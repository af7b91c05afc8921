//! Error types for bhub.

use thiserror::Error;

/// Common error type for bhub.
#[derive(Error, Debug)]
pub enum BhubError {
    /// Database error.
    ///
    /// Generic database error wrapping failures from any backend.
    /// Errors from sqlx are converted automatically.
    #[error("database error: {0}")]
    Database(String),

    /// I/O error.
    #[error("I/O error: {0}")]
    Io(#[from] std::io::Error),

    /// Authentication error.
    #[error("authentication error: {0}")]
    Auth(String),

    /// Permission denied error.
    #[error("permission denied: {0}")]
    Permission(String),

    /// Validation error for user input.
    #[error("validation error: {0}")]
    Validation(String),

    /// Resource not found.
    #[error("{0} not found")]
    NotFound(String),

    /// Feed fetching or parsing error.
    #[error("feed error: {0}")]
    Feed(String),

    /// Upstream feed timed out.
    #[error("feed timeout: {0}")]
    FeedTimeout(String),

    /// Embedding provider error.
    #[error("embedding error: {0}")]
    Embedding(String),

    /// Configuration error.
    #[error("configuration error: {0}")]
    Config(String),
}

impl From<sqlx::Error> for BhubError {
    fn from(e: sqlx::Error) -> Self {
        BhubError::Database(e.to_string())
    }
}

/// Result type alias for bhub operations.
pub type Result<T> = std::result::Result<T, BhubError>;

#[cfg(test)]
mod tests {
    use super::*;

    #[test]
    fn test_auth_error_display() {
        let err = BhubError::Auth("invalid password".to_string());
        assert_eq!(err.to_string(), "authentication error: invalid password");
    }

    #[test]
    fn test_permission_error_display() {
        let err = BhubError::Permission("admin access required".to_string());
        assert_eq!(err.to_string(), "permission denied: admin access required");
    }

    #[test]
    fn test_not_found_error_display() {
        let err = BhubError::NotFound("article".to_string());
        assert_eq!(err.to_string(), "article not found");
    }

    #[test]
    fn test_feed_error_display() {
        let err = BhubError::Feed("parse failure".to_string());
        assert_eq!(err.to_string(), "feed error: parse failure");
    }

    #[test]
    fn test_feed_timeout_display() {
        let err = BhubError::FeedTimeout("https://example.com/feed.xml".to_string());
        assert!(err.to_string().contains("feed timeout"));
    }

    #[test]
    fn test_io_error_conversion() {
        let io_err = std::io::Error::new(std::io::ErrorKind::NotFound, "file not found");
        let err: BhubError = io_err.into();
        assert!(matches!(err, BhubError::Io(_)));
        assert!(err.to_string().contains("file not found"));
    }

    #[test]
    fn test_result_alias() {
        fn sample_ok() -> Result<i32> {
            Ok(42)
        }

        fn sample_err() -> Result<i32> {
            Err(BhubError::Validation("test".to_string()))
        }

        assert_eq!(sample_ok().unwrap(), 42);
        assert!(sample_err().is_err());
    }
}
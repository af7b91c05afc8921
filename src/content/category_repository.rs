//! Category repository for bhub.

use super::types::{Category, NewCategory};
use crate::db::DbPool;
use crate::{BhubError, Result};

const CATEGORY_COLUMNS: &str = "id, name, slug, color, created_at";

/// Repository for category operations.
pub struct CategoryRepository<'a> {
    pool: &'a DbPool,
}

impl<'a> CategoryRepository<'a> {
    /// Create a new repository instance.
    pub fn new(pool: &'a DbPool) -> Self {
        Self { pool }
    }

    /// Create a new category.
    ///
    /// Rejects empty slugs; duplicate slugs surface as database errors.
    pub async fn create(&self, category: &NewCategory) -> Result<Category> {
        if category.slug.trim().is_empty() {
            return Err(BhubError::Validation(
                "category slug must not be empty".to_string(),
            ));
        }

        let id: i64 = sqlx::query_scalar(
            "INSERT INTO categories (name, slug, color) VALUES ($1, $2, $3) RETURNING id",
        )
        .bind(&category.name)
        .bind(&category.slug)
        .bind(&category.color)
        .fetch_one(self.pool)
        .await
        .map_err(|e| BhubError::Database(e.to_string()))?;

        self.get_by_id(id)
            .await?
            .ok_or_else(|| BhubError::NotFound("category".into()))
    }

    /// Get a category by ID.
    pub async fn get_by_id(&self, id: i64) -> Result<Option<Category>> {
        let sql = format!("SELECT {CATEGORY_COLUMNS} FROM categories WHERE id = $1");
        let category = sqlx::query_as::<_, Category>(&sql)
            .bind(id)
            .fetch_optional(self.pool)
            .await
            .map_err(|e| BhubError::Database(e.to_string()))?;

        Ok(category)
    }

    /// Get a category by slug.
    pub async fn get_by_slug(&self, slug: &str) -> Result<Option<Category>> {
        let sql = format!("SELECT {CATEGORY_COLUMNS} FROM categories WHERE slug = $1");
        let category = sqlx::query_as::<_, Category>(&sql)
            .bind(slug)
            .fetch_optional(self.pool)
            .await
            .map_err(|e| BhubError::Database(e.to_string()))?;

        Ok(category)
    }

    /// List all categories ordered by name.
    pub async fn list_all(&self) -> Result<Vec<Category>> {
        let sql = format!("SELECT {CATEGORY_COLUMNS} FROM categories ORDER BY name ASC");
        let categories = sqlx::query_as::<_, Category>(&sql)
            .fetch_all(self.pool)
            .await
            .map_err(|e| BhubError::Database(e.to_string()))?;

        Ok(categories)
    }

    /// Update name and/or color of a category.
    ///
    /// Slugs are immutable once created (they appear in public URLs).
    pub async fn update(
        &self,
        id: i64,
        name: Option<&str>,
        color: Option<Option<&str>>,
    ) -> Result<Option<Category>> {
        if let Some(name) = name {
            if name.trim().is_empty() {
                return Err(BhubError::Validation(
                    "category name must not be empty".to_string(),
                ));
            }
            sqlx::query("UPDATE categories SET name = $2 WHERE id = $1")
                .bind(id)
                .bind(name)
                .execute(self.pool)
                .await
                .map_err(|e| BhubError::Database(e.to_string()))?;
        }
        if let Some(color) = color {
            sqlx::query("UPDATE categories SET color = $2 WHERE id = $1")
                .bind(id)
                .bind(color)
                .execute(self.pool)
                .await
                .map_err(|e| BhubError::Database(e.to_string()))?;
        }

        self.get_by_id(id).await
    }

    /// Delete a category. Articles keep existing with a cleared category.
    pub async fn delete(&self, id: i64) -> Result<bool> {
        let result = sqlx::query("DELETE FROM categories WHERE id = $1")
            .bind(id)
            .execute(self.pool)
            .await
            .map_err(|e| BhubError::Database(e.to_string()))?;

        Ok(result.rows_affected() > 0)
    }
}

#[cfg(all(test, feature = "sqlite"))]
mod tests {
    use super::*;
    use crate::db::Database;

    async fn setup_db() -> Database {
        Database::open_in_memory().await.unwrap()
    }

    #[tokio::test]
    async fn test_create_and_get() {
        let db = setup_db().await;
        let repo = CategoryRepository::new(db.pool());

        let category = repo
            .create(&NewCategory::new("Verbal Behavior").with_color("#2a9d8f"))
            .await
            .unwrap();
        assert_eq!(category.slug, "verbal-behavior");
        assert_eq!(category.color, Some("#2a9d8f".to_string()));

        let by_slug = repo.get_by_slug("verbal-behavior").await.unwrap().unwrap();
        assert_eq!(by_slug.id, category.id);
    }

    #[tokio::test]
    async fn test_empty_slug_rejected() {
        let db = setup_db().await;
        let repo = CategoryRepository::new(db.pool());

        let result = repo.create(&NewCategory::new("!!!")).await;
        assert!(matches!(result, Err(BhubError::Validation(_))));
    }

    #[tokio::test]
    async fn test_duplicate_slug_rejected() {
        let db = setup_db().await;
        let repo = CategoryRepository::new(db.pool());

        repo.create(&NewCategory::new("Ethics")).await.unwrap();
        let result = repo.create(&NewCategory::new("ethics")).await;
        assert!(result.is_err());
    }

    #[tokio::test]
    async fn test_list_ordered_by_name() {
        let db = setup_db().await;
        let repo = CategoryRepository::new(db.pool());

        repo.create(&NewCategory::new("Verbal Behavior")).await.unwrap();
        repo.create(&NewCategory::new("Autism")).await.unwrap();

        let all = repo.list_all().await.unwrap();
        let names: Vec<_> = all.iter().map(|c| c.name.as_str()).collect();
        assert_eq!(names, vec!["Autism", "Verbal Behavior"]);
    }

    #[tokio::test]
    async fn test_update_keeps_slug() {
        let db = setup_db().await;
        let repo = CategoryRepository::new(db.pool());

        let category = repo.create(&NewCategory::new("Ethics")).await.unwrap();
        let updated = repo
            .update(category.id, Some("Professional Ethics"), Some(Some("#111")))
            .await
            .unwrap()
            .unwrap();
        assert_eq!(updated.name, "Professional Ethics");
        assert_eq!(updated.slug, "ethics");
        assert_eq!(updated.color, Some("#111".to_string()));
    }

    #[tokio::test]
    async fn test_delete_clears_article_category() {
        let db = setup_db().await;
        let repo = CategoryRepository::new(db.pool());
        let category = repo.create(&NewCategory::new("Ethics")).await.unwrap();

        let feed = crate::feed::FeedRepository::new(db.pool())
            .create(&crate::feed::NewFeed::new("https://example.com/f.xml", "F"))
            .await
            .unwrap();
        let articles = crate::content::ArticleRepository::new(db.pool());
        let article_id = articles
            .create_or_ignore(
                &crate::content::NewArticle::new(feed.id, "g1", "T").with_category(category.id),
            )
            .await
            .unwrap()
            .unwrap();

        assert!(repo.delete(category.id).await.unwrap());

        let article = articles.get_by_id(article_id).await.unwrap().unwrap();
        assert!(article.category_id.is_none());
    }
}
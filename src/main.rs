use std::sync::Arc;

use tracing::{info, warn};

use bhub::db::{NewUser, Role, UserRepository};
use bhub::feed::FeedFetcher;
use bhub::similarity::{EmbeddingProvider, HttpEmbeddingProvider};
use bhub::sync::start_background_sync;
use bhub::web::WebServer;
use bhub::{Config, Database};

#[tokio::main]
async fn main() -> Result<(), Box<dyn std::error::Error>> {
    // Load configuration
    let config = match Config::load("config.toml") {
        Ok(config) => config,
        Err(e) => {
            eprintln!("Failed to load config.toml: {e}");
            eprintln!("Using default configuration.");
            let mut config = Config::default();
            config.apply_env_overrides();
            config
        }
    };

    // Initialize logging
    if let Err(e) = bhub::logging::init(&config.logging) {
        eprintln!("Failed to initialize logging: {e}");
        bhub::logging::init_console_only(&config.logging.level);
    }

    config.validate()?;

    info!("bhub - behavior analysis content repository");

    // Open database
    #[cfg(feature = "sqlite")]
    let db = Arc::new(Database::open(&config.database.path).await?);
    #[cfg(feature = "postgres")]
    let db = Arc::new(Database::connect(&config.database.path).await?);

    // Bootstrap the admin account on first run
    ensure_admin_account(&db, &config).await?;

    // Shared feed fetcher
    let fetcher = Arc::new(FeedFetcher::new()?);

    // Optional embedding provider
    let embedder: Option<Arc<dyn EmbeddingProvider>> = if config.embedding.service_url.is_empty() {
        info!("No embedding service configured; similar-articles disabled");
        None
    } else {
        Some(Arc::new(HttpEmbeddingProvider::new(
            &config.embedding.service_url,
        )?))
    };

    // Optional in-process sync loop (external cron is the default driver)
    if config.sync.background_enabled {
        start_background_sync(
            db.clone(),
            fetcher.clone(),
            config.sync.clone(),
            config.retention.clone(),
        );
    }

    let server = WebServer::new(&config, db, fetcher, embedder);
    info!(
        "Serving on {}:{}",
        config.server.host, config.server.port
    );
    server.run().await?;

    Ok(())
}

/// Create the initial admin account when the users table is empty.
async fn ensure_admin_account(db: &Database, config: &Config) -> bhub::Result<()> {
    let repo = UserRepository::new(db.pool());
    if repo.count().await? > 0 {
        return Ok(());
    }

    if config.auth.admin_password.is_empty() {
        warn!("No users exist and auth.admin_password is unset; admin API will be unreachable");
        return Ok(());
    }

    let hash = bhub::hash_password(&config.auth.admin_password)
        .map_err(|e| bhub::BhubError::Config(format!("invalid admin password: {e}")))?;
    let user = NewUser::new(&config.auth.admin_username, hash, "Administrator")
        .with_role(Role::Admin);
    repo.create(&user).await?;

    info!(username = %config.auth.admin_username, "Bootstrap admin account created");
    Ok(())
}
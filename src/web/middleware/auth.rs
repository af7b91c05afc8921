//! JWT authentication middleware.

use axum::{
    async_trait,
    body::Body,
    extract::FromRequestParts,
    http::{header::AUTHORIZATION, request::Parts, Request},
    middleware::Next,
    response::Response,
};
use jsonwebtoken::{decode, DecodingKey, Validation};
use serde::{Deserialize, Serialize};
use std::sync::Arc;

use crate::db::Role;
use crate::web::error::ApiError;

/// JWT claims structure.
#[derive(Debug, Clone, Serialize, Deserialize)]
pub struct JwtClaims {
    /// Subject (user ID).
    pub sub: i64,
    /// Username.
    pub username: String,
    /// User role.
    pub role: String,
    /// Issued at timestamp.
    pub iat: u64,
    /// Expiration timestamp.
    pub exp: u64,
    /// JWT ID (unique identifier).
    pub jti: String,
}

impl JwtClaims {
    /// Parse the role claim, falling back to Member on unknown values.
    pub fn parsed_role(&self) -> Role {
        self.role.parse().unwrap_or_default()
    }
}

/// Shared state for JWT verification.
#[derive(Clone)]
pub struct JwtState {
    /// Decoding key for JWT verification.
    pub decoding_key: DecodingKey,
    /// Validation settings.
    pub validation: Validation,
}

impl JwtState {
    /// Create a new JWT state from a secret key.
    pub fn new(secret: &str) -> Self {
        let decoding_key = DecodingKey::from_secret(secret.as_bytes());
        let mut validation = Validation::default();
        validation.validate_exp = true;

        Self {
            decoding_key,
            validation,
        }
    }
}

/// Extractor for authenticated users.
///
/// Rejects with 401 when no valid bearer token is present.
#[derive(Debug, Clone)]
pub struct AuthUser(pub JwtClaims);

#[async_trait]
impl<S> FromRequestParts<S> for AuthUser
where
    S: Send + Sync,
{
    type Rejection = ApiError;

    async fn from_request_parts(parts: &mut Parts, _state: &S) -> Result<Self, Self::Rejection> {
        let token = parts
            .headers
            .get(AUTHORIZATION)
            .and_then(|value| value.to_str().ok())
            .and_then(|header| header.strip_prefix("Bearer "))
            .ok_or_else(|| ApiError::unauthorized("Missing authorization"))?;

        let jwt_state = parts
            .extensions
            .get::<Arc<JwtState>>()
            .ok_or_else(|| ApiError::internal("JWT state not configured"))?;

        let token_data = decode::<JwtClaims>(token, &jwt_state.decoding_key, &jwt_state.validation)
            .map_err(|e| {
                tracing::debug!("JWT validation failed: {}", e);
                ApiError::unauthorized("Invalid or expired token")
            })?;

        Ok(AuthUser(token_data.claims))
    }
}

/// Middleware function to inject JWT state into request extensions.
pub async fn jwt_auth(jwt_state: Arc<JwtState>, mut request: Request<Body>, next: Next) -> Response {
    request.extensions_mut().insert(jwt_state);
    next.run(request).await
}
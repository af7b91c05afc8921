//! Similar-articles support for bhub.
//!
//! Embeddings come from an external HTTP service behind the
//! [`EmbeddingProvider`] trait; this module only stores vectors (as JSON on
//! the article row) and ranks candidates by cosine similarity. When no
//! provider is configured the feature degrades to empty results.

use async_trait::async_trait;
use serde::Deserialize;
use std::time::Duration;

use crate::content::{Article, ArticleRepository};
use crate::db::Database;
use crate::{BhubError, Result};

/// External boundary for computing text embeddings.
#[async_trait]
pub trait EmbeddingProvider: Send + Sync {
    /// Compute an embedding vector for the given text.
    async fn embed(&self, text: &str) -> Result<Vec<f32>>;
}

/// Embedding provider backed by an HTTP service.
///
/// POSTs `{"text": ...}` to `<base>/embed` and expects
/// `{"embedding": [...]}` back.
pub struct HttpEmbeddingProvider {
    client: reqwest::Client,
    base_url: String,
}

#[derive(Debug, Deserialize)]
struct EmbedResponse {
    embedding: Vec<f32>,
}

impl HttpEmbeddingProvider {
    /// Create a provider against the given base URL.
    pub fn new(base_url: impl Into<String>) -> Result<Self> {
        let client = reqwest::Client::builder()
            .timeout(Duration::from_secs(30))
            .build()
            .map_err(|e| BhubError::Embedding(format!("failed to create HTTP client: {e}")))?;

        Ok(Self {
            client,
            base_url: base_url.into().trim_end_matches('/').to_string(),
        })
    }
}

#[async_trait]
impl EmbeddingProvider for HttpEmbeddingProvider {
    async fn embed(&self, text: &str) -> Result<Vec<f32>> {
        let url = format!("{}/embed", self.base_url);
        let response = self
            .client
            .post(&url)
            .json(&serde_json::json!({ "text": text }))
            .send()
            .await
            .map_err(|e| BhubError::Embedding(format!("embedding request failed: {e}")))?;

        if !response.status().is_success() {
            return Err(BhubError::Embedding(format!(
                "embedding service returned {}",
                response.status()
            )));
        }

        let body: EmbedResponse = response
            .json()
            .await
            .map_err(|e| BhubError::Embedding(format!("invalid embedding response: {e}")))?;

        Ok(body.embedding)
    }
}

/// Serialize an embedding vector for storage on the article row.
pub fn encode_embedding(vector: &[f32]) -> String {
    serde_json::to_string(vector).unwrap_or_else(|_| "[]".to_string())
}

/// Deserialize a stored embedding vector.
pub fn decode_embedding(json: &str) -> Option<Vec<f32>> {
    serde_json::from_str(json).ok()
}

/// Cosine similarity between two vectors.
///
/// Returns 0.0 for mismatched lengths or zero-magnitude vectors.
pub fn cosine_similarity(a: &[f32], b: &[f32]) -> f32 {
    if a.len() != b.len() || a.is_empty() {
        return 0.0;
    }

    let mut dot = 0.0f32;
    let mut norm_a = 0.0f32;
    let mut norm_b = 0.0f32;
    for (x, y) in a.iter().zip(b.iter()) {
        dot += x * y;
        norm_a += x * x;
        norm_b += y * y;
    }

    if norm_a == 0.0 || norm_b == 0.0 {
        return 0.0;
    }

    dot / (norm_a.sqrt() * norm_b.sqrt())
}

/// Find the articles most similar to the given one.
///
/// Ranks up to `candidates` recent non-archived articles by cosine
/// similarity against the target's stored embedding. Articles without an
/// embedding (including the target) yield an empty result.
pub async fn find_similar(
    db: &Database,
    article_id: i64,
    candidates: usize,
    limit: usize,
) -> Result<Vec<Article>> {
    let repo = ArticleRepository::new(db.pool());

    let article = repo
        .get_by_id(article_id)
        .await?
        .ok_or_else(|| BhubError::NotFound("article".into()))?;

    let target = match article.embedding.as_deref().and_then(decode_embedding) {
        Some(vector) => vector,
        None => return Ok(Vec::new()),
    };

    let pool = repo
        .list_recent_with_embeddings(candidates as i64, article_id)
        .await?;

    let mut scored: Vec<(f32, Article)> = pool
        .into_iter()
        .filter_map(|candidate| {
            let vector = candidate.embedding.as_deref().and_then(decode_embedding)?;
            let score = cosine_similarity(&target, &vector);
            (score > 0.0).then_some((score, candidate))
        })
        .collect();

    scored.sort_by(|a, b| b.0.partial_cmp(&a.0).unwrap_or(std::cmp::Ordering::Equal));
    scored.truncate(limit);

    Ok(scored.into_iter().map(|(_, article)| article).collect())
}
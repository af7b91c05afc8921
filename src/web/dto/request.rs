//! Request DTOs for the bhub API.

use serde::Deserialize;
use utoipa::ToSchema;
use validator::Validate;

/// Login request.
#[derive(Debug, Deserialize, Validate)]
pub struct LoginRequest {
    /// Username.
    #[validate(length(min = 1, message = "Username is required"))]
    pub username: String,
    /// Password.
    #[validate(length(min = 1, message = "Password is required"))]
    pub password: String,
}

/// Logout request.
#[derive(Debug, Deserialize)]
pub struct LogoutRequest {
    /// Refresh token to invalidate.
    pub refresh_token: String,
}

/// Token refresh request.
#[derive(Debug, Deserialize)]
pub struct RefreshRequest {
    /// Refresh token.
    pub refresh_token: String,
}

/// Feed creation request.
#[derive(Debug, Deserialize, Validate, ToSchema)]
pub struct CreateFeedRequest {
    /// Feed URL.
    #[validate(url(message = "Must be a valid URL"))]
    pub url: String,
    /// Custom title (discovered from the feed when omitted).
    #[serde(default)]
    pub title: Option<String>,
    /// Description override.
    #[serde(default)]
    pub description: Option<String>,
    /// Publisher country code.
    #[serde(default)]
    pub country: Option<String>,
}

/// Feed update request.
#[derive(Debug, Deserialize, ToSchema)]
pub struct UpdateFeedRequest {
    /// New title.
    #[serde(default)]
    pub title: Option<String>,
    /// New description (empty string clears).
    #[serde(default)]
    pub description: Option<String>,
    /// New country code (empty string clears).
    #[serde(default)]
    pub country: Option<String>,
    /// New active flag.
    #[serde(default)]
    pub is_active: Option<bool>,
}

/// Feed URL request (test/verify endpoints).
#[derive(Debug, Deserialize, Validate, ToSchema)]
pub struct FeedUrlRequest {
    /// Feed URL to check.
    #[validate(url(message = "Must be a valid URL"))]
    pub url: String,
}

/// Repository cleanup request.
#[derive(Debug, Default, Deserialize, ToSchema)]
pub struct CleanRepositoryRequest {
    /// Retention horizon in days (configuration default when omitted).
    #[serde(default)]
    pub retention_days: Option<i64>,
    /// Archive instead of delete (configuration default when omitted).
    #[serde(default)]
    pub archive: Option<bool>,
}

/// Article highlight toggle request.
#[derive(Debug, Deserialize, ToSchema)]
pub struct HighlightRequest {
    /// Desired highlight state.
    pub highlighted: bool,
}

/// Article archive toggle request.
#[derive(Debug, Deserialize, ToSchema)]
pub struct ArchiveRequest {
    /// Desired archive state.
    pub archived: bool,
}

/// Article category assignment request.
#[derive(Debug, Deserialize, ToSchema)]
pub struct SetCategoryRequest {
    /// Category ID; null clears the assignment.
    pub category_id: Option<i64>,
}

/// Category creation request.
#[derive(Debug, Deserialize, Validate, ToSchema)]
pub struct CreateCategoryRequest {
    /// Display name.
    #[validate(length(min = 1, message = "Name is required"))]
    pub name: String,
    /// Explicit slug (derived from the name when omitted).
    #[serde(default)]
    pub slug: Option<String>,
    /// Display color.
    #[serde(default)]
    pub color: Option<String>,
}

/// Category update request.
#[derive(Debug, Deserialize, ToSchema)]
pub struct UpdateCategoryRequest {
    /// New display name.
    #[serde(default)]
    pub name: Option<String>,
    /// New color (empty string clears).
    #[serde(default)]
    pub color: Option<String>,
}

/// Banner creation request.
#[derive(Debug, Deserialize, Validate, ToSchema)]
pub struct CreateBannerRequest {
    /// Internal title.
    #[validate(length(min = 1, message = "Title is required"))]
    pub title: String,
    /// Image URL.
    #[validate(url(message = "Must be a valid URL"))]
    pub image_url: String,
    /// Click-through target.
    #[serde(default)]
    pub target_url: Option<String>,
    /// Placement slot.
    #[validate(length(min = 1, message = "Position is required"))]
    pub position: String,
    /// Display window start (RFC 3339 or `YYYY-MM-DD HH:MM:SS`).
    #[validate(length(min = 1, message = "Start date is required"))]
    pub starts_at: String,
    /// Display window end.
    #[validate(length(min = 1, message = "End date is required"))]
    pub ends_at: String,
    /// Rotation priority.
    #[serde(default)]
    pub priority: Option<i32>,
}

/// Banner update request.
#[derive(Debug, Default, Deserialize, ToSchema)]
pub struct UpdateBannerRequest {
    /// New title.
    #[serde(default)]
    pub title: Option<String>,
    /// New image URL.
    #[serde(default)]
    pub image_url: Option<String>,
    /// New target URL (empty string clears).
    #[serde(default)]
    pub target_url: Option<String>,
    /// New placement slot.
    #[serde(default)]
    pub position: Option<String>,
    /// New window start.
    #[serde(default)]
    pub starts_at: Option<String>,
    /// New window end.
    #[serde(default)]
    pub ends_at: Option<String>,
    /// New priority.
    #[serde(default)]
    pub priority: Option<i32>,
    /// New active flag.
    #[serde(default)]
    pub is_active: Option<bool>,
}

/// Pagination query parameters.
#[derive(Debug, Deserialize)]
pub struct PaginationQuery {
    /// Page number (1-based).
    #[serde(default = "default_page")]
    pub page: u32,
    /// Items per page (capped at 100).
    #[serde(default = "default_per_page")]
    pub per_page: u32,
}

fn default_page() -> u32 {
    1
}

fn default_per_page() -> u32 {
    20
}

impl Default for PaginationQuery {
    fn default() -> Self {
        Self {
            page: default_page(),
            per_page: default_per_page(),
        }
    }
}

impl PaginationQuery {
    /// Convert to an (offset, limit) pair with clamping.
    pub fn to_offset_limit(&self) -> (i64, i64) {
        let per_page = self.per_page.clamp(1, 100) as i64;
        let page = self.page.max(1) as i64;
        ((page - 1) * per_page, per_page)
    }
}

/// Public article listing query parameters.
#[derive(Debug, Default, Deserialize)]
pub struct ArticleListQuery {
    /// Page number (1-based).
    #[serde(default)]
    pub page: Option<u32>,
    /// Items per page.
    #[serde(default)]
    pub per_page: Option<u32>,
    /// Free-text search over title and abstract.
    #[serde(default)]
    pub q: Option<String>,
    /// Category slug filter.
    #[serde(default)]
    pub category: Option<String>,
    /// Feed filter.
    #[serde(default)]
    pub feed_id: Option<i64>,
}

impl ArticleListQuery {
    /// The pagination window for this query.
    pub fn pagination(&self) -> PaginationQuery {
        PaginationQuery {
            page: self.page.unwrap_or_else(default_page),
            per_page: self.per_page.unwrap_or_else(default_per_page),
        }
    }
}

**WHAT TO DO:**
Filter the entries above and return only the lines holding "impl".

**SOLVED PROBLEM:**
impl From<sqlx::Error> for BhubError {
impl<'a> CategoryRepository<'a> {
impl JwtClaims {
impl JwtState {
impl<S> FromRequestParts<S> for AuthUser
impl HttpEmbeddingProvider {
    pub fn new(base_url: impl Into<String>) -> Result<Self> {
impl EmbeddingProvider for HttpEmbeddingProvider {
impl Default for PaginationQuery {
impl PaginationQuery {
impl ArticleListQuery {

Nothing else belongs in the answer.